Developer and red‑team perspective (what an attacker would try)
An attacker who already runs code as a standard user will aim to:- Trigger CDPSvc operations that create and free objects in a repeatable pattern (device pairing, crafted device responses, or local IPC requests).
- Force a timing window or race where a freed pointer is reused to influence control flow.
- Deploy a payload that escalates privileges to SYSTEM and then launches persistence and lateral movement tools.
Questions of CVE numbering and verification
Multiple public trackers and community advisories in July–August 2025 show several closely related CVEs for Connected Devices Platform Service issues (examples include CVE‑2025‑48000, CVE‑2025‑49724, CVE‑2025‑53721, and others). If you were provided a specific CVE (such as CVE‑2025‑54102), confirm it against Microsoft’s Security Update Guide and the KB references for your OS build; vendor advisories are the authoritative mapping between CVE IDs and KB packages. When automated tooling relies solely on third‑party aggregators, mismatches happen — always validate with the MSRC advisory and Update Catalog before taking enforcement action. (msrc.microsoft.com)If a CVE ID cannot be found in multiple independent sources, flag it as unverifiable pending vendor confirmation and treat the underlying component exposure (CDPSvc) as the actionable item — patch the component according to the vendor guidance rather than chasing a potentially miscited CVE string.
Longer‑term controls to reduce local EoP risk
- Enforce least privilege: Move users away from local admin accounts and restrict the ability to run arbitrary installers.
- Adopt application allow‑listing: AppLocker or Windows Defender Application Control reduces the chance an untrusted binary can execute.
- Harden endpoint management: Tight patch windows for OS and platform services, and staged updates with rapid rollback plans.
- Monitor for local anomalous behavior: EDR hunt playbooks that focus on process ancestry, service crashes, and SYSTEM token changes will surface chained exploitation attempts earlier.

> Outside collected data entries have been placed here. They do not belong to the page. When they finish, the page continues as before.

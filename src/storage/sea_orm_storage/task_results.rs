//! 成绩总表存储操作

use super::SeaOrmStorage;
use crate::entity::task_results::{ActiveModel, Column, Entity as TaskResults, Model};
use crate::errors::{CourseAppError, Result};
use crate::models::{
    cross_check::entities::HistoricalScore,
    task_results::entities::{ScoreInput, TaskResult},
};
use sea_orm::{
    ActiveModelTrait, ColumnTrait, ConnectionTrait, EntityTrait, QueryFilter, Set,
    TransactionTrait,
};

impl SeaOrmStorage {
    pub async fn get_task_result_impl(
        &self,
        student_id: i64,
        course_task_id: i64,
    ) -> Result<Option<TaskResult>> {
        let result = TaskResults::find()
            .filter(Column::StudentId.eq(student_id))
            .filter(Column::CourseTaskId.eq(course_task_id))
            .one(&self.db)
            .await
            .map_err(|e| CourseAppError::database_operation(format!("查询成绩失败: {e}")))?;

        result.map(|m| m.into_task_result()).transpose()
    }

    /// 写入一条成绩
    pub async fn save_score_impl(
        &self,
        student_id: i64,
        course_task_id: i64,
        input: ScoreInput,
    ) -> Result<TaskResult> {
        let txn = self
            .db
            .begin()
            .await
            .map_err(|e| CourseAppError::database_operation(format!("开启事务失败: {e}")))?;

        let model = upsert_task_result(&txn, student_id, course_task_id, input).await?;

        txn.commit()
            .await
            .map_err(|e| CourseAppError::database_operation(format!("提交事务失败: {e}")))?;

        model.into_task_result()
    }

    /// 在同一事务中写入多条成绩
    pub async fn save_scores_impl(
        &self,
        course_task_id: i64,
        scores: Vec<(i64, ScoreInput)>,
    ) -> Result<usize> {
        let txn = self
            .db
            .begin()
            .await
            .map_err(|e| CourseAppError::database_operation(format!("开启事务失败: {e}")))?;

        let mut saved = 0;
        for (student_id, input) in scores {
            upsert_task_result(&txn, student_id, course_task_id, input).await?;
            saved += 1;
        }

        txn.commit()
            .await
            .map_err(|e| CourseAppError::database_operation(format!("提交事务失败: {e}")))?;

        Ok(saved)
    }
}

/// 已有记录时追加历史并覆盖当前分数，否则新建
async fn upsert_task_result<C: ConnectionTrait>(
    conn: &C,
    student_id: i64,
    course_task_id: i64,
    input: ScoreInput,
) -> Result<Model> {
    let now = chrono::Utc::now();
    let entry = HistoricalScore {
        score: input.score,
        comment: input.comment.clone(),
        author_id: input.author_id,
        date_time: now,
    };

    let existing = TaskResults::find()
        .filter(Column::StudentId.eq(student_id))
        .filter(Column::CourseTaskId.eq(course_task_id))
        .one(conn)
        .await
        .map_err(|e| CourseAppError::database_operation(format!("查询成绩失败: {e}")))?;

    let result = match existing {
        Some(model) => {
            let mut history = model.history()?;
            history.push(entry);

            let mut model: ActiveModel = model.into();
            model.score = Set(input.score);
            model.comment = Set(Some(input.comment));
            model.last_checker_id = Set(Some(input.author_id));
            model.historical_scores = Set(serde_json::to_string(&history)?);
            model.updated_at = Set(now.timestamp());
            model.update(conn).await
        }
        None => {
            ActiveModel {
                student_id: Set(student_id),
                course_task_id: Set(course_task_id),
                score: Set(input.score),
                comment: Set(Some(input.comment)),
                last_checker_id: Set(Some(input.author_id)),
                historical_scores: Set(serde_json::to_string(&[entry])?),
                created_at: Set(now.timestamp()),
                updated_at: Set(now.timestamp()),
                ..Default::default()
            }
            .insert(conn)
            .await
        }
    };

    result.map_err(|e| CourseAppError::database_operation(format!("保存成绩失败: {e}")))
}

Executive summary and call to action
- The Windows Connected Devices Platform Service contains a use‑after‑free vulnerability that allows authorized local users to elevate privileges to SYSTEM — a high‑impact, actionable flaw. (msrc.microsoft.com, app.opencve.io)
- Microsoft’s updates (released in the July 2025 cumulative update cycle) contain the patch; apply the appropriate LCU/SSU for each build immediately and update images before redeploying.
- If you cannot patch immediately, consider controlled disabling of CDPSvc where business impact is acceptable, and prioritize monitoring for CDPSvc crashes and related post‑crash SYSTEM activity. Test any mitigation in a small group before widescale rollout.
- Because public trackers have shown multiple nearby CVE entries for similar CDPSvc flaws, validate the exact CVE→KB mapping with Microsoft’s Security Update Guide rather than relying solely on third‑party aggregators. Flag any CVE IDs that cannot be corroborated by the vendor as unverifiable until the vendor confirms. (msrc.microsoft.com)
This vulnerability is a reminder that foundational platform services that bridge user interactions and privileged system code remain critical attack surfaces. Rapid patching, disciplined image hygiene, least‑privilege policies, and tuned detection playbooks together provide the best defense against local elevation‑of‑privilege chains that begin with seemingly minor footholds.